Give the number of lines in the data that contain "plate", and nothing more.

Records contained in a dataset –
»»
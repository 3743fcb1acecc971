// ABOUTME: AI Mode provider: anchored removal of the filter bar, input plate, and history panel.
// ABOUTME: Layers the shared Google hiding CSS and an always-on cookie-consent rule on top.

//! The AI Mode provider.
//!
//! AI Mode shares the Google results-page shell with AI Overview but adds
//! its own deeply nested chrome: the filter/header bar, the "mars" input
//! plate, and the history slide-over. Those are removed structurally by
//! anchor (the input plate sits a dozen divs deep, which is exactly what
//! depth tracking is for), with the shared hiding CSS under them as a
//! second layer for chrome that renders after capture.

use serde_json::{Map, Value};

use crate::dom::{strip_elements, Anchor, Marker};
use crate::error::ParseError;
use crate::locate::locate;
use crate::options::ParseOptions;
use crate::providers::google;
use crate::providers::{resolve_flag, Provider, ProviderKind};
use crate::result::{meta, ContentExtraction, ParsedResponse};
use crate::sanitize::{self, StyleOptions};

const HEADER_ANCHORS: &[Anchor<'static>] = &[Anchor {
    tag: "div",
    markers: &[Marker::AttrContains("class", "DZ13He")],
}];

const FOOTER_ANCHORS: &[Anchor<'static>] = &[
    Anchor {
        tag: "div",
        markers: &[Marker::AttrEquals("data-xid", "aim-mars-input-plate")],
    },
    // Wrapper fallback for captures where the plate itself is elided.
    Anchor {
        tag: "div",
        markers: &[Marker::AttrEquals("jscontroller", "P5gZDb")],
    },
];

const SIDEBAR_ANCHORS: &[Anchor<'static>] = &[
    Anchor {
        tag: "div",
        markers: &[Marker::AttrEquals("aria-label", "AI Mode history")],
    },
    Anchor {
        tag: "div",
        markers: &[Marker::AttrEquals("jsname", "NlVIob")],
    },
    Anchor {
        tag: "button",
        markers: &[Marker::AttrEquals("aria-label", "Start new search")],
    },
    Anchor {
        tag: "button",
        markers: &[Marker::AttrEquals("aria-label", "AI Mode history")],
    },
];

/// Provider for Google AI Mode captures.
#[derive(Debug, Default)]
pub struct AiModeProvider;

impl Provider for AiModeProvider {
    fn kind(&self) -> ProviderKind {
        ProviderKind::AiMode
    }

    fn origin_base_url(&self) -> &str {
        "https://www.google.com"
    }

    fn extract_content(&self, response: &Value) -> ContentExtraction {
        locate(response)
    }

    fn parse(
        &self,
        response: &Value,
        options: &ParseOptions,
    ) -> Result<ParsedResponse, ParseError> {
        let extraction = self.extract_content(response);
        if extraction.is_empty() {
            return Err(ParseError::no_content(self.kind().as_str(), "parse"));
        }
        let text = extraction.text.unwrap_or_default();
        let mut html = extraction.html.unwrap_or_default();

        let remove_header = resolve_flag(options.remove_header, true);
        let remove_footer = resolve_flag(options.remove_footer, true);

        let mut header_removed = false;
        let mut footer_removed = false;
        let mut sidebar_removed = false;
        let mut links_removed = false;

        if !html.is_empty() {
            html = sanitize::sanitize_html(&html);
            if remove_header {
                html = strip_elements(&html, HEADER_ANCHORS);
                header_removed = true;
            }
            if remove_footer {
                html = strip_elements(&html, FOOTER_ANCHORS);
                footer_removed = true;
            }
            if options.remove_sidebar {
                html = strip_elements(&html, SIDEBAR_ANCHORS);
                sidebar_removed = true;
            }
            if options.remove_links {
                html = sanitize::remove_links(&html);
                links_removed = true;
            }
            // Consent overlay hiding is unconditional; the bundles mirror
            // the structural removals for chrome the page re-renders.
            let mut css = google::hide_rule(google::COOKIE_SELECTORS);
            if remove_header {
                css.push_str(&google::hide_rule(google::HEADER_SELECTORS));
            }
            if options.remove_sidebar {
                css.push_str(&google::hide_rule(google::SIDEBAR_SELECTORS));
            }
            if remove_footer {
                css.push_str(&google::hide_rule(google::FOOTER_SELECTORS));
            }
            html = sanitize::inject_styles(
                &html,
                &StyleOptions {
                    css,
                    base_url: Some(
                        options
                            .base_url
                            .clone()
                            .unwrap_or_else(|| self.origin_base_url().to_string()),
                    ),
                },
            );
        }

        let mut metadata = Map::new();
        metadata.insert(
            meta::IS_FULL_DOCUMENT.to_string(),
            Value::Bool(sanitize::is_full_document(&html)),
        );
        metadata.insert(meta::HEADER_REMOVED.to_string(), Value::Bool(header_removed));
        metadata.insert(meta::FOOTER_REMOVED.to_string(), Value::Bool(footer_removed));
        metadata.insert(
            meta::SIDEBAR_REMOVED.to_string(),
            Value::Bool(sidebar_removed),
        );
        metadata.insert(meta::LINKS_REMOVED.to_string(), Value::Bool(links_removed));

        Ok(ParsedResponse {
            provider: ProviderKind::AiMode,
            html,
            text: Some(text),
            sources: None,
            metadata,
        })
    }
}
««
»»
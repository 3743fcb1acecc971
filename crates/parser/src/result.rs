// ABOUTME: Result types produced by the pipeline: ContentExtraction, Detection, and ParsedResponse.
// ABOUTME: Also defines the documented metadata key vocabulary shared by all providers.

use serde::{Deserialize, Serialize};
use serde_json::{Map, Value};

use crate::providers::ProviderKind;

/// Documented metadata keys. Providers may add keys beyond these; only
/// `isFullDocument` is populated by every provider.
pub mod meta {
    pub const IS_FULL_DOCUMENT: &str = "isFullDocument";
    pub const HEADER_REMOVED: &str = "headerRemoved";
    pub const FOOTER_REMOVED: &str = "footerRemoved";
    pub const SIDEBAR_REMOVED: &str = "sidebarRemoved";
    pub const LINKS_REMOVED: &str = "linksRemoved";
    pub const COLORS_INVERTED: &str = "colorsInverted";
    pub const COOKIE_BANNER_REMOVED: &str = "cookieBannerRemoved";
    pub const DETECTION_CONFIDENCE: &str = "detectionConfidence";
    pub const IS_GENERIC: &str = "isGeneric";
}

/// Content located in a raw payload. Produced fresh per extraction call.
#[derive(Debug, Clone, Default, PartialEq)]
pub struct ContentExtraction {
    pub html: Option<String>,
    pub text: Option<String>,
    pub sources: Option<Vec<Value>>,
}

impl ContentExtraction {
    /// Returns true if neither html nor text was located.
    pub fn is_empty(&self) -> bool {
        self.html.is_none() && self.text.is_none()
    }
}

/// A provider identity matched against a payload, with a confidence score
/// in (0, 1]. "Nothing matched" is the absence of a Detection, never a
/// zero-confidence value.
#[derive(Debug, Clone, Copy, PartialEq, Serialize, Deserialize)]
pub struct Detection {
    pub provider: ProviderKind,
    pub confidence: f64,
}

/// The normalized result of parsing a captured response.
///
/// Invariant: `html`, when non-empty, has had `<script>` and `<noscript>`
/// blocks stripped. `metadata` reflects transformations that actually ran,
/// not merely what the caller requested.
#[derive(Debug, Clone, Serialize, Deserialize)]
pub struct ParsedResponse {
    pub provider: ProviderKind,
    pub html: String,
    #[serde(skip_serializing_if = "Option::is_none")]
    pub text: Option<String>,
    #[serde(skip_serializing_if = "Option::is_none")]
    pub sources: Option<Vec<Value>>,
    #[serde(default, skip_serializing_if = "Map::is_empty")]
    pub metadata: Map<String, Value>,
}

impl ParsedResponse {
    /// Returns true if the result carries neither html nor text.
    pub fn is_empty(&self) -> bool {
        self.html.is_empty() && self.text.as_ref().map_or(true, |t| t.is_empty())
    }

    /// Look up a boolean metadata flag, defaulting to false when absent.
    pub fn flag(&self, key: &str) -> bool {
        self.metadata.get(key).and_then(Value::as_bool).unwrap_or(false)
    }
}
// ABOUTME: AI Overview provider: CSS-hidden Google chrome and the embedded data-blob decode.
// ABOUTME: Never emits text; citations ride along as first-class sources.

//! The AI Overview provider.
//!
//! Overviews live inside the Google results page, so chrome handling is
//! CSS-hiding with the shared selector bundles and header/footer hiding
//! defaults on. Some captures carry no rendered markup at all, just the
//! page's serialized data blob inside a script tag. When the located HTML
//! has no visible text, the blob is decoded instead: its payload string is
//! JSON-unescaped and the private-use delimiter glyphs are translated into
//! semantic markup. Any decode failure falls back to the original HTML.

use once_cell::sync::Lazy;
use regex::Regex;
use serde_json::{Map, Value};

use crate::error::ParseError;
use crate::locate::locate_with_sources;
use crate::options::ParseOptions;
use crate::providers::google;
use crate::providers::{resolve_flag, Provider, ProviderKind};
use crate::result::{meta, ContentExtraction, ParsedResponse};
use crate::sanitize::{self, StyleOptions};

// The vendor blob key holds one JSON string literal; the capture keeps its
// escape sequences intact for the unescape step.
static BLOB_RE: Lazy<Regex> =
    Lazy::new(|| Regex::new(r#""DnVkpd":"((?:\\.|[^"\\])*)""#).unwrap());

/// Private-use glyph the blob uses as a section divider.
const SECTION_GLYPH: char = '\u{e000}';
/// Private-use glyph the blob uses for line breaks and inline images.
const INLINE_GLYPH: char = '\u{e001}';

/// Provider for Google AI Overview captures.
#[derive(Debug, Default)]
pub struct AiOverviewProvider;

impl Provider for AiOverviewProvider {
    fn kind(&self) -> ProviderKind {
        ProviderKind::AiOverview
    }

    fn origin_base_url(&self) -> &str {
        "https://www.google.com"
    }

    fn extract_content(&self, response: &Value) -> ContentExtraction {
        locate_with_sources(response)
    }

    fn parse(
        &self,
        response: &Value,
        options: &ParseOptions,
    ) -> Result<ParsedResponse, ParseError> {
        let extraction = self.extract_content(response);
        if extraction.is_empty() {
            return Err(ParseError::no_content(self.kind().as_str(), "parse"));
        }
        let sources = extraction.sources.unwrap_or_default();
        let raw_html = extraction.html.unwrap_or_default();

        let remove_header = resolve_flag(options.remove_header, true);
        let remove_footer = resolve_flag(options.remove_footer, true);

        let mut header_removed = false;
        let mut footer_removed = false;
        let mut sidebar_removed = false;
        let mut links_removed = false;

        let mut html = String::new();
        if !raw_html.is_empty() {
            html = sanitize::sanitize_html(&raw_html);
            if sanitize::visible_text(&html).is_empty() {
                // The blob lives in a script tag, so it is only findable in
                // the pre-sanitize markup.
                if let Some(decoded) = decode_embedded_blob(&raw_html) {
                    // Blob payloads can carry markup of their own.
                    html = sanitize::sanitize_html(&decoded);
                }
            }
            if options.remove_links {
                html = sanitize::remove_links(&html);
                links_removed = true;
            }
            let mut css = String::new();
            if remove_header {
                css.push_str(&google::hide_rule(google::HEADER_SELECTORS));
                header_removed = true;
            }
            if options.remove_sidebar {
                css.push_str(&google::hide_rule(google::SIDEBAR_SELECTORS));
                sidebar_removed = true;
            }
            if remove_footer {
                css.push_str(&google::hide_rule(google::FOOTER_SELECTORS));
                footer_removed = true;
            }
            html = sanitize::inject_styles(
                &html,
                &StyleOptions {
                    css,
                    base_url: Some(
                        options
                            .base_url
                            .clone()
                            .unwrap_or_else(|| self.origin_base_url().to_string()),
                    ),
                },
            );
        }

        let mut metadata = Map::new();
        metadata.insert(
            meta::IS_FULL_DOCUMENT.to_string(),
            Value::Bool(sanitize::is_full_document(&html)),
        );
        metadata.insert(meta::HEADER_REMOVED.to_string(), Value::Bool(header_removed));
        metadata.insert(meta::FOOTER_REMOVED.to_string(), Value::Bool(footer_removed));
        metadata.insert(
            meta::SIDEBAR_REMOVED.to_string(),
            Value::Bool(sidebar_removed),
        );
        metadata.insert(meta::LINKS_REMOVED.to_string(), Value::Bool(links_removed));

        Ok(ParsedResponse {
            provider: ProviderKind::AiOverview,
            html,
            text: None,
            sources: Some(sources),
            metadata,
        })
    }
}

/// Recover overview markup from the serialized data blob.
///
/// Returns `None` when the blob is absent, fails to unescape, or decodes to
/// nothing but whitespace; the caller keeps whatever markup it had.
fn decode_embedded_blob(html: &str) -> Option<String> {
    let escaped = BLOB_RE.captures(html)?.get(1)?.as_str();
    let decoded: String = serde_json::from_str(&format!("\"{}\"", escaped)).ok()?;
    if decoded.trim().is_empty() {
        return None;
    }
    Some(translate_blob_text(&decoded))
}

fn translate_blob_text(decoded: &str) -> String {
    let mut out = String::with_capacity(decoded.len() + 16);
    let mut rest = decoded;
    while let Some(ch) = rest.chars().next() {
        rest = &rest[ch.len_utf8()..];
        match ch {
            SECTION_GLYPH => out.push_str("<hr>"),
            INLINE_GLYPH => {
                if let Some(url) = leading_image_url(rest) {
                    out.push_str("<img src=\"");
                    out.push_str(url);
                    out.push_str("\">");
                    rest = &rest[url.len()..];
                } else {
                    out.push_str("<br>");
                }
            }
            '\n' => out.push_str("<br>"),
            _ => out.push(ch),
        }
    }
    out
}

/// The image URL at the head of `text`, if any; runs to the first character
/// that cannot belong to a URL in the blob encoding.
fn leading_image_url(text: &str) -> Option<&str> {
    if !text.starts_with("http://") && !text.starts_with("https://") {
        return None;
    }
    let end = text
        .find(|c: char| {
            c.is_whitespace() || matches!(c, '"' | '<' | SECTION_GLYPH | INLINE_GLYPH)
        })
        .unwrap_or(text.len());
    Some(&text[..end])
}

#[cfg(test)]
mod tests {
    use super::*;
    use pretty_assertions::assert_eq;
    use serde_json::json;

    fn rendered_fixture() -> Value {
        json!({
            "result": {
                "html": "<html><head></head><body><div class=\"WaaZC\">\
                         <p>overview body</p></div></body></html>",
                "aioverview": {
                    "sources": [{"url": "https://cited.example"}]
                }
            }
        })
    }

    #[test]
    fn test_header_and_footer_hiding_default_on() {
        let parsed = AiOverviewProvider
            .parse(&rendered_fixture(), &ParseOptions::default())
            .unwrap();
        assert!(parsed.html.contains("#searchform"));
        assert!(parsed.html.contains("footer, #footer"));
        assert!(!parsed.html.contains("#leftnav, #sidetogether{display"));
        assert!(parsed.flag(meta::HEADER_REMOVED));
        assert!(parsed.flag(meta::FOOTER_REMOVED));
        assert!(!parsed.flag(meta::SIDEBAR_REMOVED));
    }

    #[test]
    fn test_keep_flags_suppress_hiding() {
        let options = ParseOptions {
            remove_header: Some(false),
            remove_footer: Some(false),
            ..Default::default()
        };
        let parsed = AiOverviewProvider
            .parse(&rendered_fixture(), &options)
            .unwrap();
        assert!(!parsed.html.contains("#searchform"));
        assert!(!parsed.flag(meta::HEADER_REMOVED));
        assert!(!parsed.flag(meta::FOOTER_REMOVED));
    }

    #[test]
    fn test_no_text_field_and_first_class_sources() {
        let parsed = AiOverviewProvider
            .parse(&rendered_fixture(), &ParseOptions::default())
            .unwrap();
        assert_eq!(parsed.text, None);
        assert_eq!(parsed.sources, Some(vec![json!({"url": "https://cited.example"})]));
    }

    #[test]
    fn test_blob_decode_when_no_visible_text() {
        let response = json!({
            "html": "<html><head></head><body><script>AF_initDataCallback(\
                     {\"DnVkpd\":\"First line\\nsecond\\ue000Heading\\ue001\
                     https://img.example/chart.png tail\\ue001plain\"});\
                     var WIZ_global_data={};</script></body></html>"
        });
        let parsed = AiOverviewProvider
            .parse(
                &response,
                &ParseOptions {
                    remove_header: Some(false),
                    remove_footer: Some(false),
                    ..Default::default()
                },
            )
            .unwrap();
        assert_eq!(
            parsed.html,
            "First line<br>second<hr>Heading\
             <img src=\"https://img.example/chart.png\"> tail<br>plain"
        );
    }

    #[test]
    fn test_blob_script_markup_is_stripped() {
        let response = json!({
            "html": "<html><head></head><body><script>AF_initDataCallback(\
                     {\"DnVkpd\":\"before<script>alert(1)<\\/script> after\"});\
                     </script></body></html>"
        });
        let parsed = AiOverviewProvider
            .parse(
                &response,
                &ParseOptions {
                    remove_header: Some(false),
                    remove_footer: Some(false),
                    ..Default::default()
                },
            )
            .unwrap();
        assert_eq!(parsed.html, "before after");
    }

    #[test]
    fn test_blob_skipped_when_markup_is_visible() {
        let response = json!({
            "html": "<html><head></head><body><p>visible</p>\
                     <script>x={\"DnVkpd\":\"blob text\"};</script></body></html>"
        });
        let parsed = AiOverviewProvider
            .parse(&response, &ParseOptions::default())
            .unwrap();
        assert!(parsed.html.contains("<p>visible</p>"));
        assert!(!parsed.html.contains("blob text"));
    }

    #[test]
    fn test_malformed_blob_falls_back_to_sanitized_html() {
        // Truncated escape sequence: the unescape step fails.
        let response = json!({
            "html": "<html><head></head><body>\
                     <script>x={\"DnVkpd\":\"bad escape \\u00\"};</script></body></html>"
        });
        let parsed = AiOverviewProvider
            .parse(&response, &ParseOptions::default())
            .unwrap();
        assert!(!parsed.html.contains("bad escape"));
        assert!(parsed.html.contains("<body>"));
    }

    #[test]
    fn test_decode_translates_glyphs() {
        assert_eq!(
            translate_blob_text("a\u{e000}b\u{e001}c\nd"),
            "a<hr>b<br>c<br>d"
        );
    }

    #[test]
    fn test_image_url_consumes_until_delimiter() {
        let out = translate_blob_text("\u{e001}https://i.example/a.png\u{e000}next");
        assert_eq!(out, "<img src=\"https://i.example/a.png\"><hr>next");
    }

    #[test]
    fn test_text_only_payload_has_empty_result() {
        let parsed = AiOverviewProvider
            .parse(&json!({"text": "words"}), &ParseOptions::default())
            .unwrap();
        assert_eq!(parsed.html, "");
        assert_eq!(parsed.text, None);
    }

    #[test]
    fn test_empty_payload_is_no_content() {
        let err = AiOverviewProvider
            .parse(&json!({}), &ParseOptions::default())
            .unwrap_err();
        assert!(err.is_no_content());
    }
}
««
Answer for this exercise – 5